* **WHAT NEEDS TO BE DONE**
From the records, return each line that has the word "Result" in it.

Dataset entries
****

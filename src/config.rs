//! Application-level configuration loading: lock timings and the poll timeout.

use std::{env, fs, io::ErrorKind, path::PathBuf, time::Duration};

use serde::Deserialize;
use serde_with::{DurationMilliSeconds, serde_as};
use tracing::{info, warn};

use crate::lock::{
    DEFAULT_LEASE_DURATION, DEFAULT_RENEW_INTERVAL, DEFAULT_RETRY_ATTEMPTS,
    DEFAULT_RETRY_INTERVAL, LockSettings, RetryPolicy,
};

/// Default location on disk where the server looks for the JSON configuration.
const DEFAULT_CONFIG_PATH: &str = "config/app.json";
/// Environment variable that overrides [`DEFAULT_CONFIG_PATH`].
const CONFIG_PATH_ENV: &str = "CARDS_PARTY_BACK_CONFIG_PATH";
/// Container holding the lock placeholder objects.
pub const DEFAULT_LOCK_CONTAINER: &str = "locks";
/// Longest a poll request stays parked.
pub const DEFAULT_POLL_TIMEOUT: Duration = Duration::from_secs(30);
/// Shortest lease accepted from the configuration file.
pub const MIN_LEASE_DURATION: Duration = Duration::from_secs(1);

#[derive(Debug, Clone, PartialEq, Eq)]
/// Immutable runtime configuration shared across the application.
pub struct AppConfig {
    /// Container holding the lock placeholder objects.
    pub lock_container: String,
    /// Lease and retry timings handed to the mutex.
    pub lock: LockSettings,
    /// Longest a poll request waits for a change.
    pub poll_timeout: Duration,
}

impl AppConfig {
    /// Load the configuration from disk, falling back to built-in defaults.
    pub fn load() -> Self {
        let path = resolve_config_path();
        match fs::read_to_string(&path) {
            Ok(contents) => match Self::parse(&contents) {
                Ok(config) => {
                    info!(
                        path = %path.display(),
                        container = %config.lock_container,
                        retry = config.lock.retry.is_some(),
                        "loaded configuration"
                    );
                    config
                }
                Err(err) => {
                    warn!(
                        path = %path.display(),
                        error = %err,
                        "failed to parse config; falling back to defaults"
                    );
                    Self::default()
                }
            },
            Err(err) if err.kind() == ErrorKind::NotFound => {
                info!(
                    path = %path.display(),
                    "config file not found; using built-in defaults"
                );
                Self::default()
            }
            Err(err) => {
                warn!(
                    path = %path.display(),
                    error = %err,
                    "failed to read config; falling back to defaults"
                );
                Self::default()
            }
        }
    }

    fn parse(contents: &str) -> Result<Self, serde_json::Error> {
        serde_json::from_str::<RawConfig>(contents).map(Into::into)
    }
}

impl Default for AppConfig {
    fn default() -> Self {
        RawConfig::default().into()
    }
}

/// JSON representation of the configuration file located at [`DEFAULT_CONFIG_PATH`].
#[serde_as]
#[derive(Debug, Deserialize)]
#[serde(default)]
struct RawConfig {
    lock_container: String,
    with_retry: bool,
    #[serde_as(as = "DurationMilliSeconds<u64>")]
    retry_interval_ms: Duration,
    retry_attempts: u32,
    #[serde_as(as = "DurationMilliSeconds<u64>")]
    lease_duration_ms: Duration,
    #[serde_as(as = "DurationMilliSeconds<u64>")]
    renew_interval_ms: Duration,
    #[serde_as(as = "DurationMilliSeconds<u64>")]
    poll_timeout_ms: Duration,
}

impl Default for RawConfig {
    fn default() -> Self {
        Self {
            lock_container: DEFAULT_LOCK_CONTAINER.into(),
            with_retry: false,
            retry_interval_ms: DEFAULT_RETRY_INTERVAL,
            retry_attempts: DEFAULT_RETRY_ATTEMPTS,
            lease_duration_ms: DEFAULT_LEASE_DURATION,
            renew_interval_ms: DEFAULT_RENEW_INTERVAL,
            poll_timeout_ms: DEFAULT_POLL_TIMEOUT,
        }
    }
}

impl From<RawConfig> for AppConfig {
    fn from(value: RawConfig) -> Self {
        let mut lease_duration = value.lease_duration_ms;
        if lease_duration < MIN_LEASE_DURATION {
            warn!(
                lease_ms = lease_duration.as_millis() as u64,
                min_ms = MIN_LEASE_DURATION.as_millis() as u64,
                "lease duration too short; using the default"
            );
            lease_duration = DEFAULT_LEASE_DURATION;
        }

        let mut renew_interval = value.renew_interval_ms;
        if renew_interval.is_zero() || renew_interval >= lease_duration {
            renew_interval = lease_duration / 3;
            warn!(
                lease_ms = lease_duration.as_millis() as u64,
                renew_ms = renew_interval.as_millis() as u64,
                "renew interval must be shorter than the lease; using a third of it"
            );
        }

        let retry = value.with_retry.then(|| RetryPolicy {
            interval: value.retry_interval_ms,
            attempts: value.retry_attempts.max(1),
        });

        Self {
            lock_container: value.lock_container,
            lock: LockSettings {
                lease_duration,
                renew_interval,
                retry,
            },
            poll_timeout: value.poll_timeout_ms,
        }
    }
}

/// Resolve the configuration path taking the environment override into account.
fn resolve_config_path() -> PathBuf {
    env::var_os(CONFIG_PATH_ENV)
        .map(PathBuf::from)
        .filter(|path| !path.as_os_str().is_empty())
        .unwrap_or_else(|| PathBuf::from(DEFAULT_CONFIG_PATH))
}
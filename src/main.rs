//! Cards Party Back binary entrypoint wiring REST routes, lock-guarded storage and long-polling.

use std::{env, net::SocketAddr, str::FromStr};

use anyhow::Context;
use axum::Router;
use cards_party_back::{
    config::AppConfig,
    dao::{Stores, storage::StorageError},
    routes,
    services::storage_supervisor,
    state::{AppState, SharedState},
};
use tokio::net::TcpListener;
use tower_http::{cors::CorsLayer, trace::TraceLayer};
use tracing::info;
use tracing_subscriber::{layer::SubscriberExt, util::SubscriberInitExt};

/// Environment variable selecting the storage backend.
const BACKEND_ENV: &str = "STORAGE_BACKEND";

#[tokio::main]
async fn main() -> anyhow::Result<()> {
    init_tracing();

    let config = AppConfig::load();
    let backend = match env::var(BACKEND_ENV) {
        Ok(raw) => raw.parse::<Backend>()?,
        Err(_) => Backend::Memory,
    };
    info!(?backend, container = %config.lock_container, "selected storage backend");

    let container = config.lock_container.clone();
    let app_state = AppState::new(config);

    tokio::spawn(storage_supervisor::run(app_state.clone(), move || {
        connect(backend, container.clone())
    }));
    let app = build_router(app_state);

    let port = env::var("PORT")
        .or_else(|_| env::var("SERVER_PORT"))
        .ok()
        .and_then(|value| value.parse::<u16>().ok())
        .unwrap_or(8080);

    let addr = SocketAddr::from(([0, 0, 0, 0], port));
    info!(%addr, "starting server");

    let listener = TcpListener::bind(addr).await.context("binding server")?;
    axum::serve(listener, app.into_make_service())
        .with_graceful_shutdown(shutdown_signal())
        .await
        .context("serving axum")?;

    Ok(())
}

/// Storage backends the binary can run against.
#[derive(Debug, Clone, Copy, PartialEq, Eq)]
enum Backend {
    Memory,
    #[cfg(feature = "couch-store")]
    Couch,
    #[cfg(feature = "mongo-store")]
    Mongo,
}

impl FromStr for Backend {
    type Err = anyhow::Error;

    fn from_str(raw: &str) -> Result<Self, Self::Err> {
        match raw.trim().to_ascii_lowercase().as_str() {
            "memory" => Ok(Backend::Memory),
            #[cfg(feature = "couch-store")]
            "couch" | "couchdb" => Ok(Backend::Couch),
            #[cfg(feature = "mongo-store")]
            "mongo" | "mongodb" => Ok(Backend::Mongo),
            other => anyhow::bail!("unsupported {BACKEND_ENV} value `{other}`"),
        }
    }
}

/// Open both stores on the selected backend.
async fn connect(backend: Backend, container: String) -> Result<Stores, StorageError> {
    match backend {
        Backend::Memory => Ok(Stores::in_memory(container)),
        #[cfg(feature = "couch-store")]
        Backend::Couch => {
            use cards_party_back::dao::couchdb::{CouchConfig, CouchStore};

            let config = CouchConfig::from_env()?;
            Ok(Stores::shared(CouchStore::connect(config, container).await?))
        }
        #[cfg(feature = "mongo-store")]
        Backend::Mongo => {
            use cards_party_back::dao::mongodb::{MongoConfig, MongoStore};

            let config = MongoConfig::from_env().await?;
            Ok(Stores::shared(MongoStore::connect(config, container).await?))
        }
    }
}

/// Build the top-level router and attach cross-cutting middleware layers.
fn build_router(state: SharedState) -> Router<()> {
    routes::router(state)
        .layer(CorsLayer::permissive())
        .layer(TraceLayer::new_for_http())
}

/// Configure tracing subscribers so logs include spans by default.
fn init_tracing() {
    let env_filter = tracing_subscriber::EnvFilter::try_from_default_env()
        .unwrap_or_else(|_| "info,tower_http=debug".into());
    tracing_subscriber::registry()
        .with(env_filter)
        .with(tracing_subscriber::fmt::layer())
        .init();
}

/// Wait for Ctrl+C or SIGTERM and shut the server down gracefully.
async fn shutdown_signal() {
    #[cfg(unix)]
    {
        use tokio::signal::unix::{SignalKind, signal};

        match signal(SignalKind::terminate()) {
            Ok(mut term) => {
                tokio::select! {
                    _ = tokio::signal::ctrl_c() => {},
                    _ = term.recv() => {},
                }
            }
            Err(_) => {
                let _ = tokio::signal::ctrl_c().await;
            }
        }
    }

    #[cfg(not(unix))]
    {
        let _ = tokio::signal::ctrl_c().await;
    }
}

****

* **EXERCISE SOLUTION**
    fn parse(contents: &str) -> Result<Self, serde_json::Error> {
async fn main() -> anyhow::Result<()> {
    fn from_str(raw: &str) -> Result<Self, Self::Err> {
async fn connect(backend: Backend, container: String) -> Result<Stores, StorageError> {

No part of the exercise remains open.